(INPUT DATA):
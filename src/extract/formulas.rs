//! Formula detection.

use regex::Regex;

use crate::error::Result;
use crate::model::{ContentItem, FormulaKind, FormulaRecord};

use super::options::FormulaConfidence;
use super::run_strategy;

/// Content items longer than this are treated as display formulas.
const INLINE_MAX_CHARS: usize = 20;

/// Confidence of formulas taken from content items.
const ITEM_CONFIDENCE: f64 = 85.0;

/// Detects `$...$` and `$$...$$` formulas in markdown.
pub struct FormulaDetector {
    confidence: FormulaConfidence,
    block: Regex,
    inline: Regex,
}

impl FormulaDetector {
    /// Create a detector with the given confidence profile.
    pub fn new(confidence: FormulaConfidence) -> Self {
        Self {
            confidence,
            block: Regex::new(r"(?s)\$\$(.+?)\$\$").unwrap(),
            inline: Regex::new(r"\$([^$\n]+)\$").unwrap(),
        }
    }

    /// Inline formulas followed by block formulas.
    pub fn detect(&self, markdown: &str) -> Vec<FormulaRecord> {
        let mut formulas = run_strategy("inline formulas", || self.detect_inline(markdown));
        formulas.extend(run_strategy("block formulas", || self.detect_block(markdown)));
        formulas
    }

    /// `$$...$$` formulas, possibly spanning lines.
    pub fn detect_block(&self, markdown: &str) -> Result<Vec<FormulaRecord>> {
        let mut formulas = Vec::new();
        for caps in self.block.captures_iter(markdown) {
            let (Some(whole), Some(body)) = (caps.get(0), caps.get(1)) else {
                continue;
            };
            let body = body.as_str().trim();
            if body.is_empty() {
                continue;
            }
            formulas.push(
                FormulaRecord::new(
                    format!("formula_block_{}", formulas.len() + 1),
                    FormulaKind::Block,
                    body,
                    self.confidence.block,
                )
                .at_offset(whole.start()),
            );
        }
        Ok(formulas)
    }

    /// Single-line `$...$` formulas outside any block formula.
    pub fn detect_inline(&self, markdown: &str) -> Result<Vec<FormulaRecord>> {
        // Blank out block spans byte-for-byte so offsets stay valid.
        let mut masked = markdown.to_string();
        for m in self.block.find_iter(markdown) {
            masked.replace_range(m.range(), &" ".repeat(m.len()));
        }

        let mut formulas = Vec::new();
        for caps in self.inline.captures_iter(&masked) {
            let (Some(whole), Some(body)) = (caps.get(0), caps.get(1)) else {
                continue;
            };
            let body = body.as_str().trim();
            if body.is_empty() {
                continue;
            }
            formulas.push(
                FormulaRecord::new(
                    format!("formula_inline_{}", formulas.len() + 1),
                    FormulaKind::Inline,
                    body,
                    self.confidence.inline,
                )
                .at_offset(whole.start()),
            );
        }
        Ok(formulas)
    }

    /// Formula from a structured content item.
    pub fn from_item(&self, item: &ContentItem, idx: usize) -> Option<FormulaRecord> {
        let text = item.text.trim();
        if text.is_empty() {
            return None;
        }

        let kind = if text.chars().count() > INLINE_MAX_CHARS || text.contains('\n') {
            FormulaKind::Block
        } else {
            FormulaKind::Inline
        };

        Some(
            FormulaRecord::new(format!("formula_{}", idx), kind, text, ITEM_CONFIDENCE)
                .with_position(item.bbox, item.page_idx),
        )
    }
}

impl Default for FormulaDetector {
    fn default() -> Self {
        Self::new(FormulaConfidence::default())
    }
}

#[cfg(test)]
mod tests {
    use super::*;

    #[test]
    fn test_inline_formula() {
        let detector = FormulaDetector::default();
        let formulas = detector.detect("Energy: $E=mc^2$ holds.");

        assert_eq!(formulas.len(), 1);
        assert_eq!(formulas[0].id, "formula_inline_1");
        assert_eq!(formulas[0].kind, FormulaKind::Inline);
        assert_eq!(formulas[0].raw_formula, "E=mc^2");
        assert_eq!(formulas[0].char_offset, Some(8));
        assert_eq!(formulas[0].confidence, 90.0);
    }

    #[test]
    fn test_block_formula_not_counted_inline() {
        let detector = FormulaDetector::default();
        let md = "Sum:\n$$\n\\sum_{i=1}^n i\n$$\nand $a+b$ too";
        let formulas = detector.detect(md);

        assert_eq!(formulas.len(), 2);
        assert_eq!(formulas[0].kind, FormulaKind::Inline);
        assert_eq!(formulas[0].raw_formula, "a+b");
        assert_eq!(formulas[1].id, "formula_block_1");
        assert_eq!(formulas[1].raw_formula, "\\sum_{i=1}^n i");
        assert_eq!(formulas[1].char_offset, Some(5));
    }

    #[test]
    fn test_inline_after_block_on_same_line() {
        let detector = FormulaDetector::default();
        let formulas = detector.detect_inline("$$x$$ then $y$").unwrap();
        assert_eq!(formulas.len(), 1);
        assert_eq!(formulas[0].raw_formula, "y");
        assert_eq!(formulas[0].char_offset, Some(11));
    }

    #[test]
    fn test_inline_does_not_span_lines() {
        let detector = FormulaDetector::default();
        assert!(detector.detect_inline("costs $5\nor $").unwrap().is_empty());
    }

    #[test]
    fn test_markdown_only_confidence() {
        let detector = FormulaDetector::new(FormulaConfidence::markdown_only());
        let formulas = detector.detect("$a$ and $$b$$");
        assert_eq!(formulas[0].confidence, 80.0);
        assert_eq!(formulas[1].confidence, 85.0);
    }

    #[test]
    fn test_from_item() {
        let detector = FormulaDetector::default();

        let short = ContentItem::new("equation", "x^2").with_page(1);
        let formula = detector.from_item(&short, 3).unwrap();
        assert_eq!(formula.id, "formula_3");
        assert_eq!(formula.kind, FormulaKind::Inline);
        assert_eq!(formula.confidence, 85.0);
        assert_eq!(formula.page, Some(1));
        assert!(formula.char_offset.is_none());

        let long = ContentItem::new("interline_equation", "\\int_0^1 f(x)\\,dx = F(1) - F(0)");
        assert_eq!(detector.from_item(&long, 0).unwrap().kind, FormulaKind::Block);

        let multi = ContentItem::new("equation", "a\nb");
        assert_eq!(detector.from_item(&multi, 0).unwrap().kind, FormulaKind::Block);

        assert!(detector.from_item(&ContentItem::new("equation", "  "), 0).is_none());
    }
}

(REQUIREMENT): Above are the records; restate each one exactly.

(SOLUTION FOR THIS EXERCISE):
filename src/extract/formulas.rs
//! Formula detection.

use regex::Regex;

use crate::error::Result;
use crate::model::{ContentItem, FormulaKind, FormulaRecord};

use super::options::FormulaConfidence;
use super::run_strategy;

/// Content items longer than this are treated as display formulas.
const INLINE_MAX_CHARS: usize = 20;

/// Confidence of formulas taken from content items.
const ITEM_CONFIDENCE: f64 = 85.0;

/// Detects `$...$` and `$$...$$` formulas in markdown.
pub struct FormulaDetector {
    confidence: FormulaConfidence,
    block: Regex,
    inline: Regex,
}

impl FormulaDetector {
    /// Create a detector with the given confidence profile.
    pub fn new(confidence: FormulaConfidence) -> Self {
        Self {
            confidence,
            block: Regex::new(r"(?s)\$\$(.+?)\$\$").unwrap(),
            inline: Regex::new(r"\$([^$\n]+)\$").unwrap(),
        }
    }

    /// Inline formulas followed by block formulas.
    pub fn detect(&self, markdown: &str) -> Vec<FormulaRecord> {
        let mut formulas = run_strategy("inline formulas", || self.detect_inline(markdown));
        formulas.extend(run_strategy("block formulas", || self.detect_block(markdown)));
        formulas
    }

    /// `$$...$$` formulas, possibly spanning lines.
    pub fn detect_block(&self, markdown: &str) -> Result<Vec<FormulaRecord>> {
        let mut formulas = Vec::new();
        for caps in self.block.captures_iter(markdown) {
            let (Some(whole), Some(body)) = (caps.get(0), caps.get(1)) else {
                continue;
            };
            let body = body.as_str().trim();
            if body.is_empty() {
                continue;
            }
            formulas.push(
                FormulaRecord::new(
                    format!("formula_block_{}", formulas.len() + 1),
                    FormulaKind::Block,
                    body,
                    self.confidence.block,
                )
                .at_offset(whole.start()),
            );
        }
        Ok(formulas)
    }

    /// Single-line `$...$` formulas outside any block formula.
    pub fn detect_inline(&self, markdown: &str) -> Result<Vec<FormulaRecord>> {
        // Blank out block spans byte-for-byte so offsets stay valid.
        let mut masked = markdown.to_string();
        for m in self.block.find_iter(markdown) {
            masked.replace_range(m.range(), &" ".repeat(m.len()));
        }

        let mut formulas = Vec::new();
        for caps in self.inline.captures_iter(&masked) {
            let (Some(whole), Some(body)) = (caps.get(0), caps.get(1)) else {
                continue;
            };
            let body = body.as_str().trim();
            if body.is_empty() {
                continue;
            }
            formulas.push(
                FormulaRecord::new(
                    format!("formula_inline_{}", formulas.len() + 1),
                    FormulaKind::Inline,
                    body,
                    self.confidence.inline,
                )
                .at_offset(whole.start()),
            );
        }
        Ok(formulas)
    }

    /// Formula from a structured content item.
    pub fn from_item(&self, item: &ContentItem, idx: usize) -> Option<FormulaRecord> {
        let text = item.text.trim();
        if text.is_empty() {
            return None;
        }

        let kind = if text.chars().count() > INLINE_MAX_CHARS || text.contains('\n') {
            FormulaKind::Block
        } else {
            FormulaKind::Inline
        };

        Some(
            FormulaRecord::new(format!("formula_{}", idx), kind, text, ITEM_CONFIDENCE)
                .with_position(item.bbox, item.page_idx),
        )
    }
}

impl Default for FormulaDetector {
    fn default() -> Self {
        Self::new(FormulaConfidence::default())
    }
}

#[cfg(test)]
mod tests {
    use super::*;

    #[test]
    fn test_inline_formula() {
        let detector = FormulaDetector::default();
        let formulas = detector.detect("Energy: $E=mc^2$ holds.");

        assert_eq!(formulas.len(), 1);
        assert_eq!(formulas[0].id, "formula_inline_1");
        assert_eq!(formulas[0].kind, FormulaKind::Inline);
        assert_eq!(formulas[0].raw_formula, "E=mc^2");
        assert_eq!(formulas[0].char_offset, Some(8));
        assert_eq!(formulas[0].confidence, 90.0);
    }

    #[test]
    fn test_block_formula_not_counted_inline() {
        let detector = FormulaDetector::default();
        let md = "Sum:\n$$\n\\sum_{i=1}^n i\n$$\nand $a+b$ too";
        let formulas = detector.detect(md);

        assert_eq!(formulas.len(), 2);
        assert_eq!(formulas[0].kind, FormulaKind::Inline);
        assert_eq!(formulas[0].raw_formula, "a+b");
        assert_eq!(formulas[1].id, "formula_block_1");
        assert_eq!(formulas[1].raw_formula, "\\sum_{i=1}^n i");
        assert_eq!(formulas[1].char_offset, Some(5));
    }

    #[test]
    fn test_inline_after_block_on_same_line() {
        let detector = FormulaDetector::default();
        let formulas = detector.detect_inline("$$x$$ then $y$").unwrap();
        assert_eq!(formulas.len(), 1);
        assert_eq!(formulas[0].raw_formula, "y");
        assert_eq!(formulas[0].char_offset, Some(11));
    }

    #[test]
    fn test_inline_does_not_span_lines() {
        let detector = FormulaDetector::default();
        assert!(detector.detect_inline("costs $5\nor $").unwrap().is_empty());
    }

    #[test]
    fn test_markdown_only_confidence() {
        let detector = FormulaDetector::new(FormulaConfidence::markdown_only());
        let formulas = detector.detect("$a$ and $$b$$");
        assert_eq!(formulas[0].confidence, 80.0);
        assert_eq!(formulas[1].confidence, 85.0);
    }

    #[test]
    fn test_from_item() {
        let detector = FormulaDetector::default();

        let short = ContentItem::new("equation", "x^2").with_page(1);
        let formula = detector.from_item(&short, 3).unwrap();
        assert_eq!(formula.id, "formula_3");
        assert_eq!(formula.kind, FormulaKind::Inline);
        assert_eq!(formula.confidence, 85.0);
        assert_eq!(formula.page, Some(1));
        assert!(formula.char_offset.is_none());

        let long = ContentItem::new("interline_equation", "\\int_0^1 f(x)\\,dx = F(1) - F(0)");
        assert_eq!(detector.from_item(&long, 0).unwrap().kind, FormulaKind::Block);

        let multi = ContentItem::new("equation", "a\nb");
        assert_eq!(detector.from_item(&multi, 0).unwrap().kind, FormulaKind::Block);

        assert!(detector.from_item(&ContentItem::new("equation", "  "), 0).is_none());
    }
}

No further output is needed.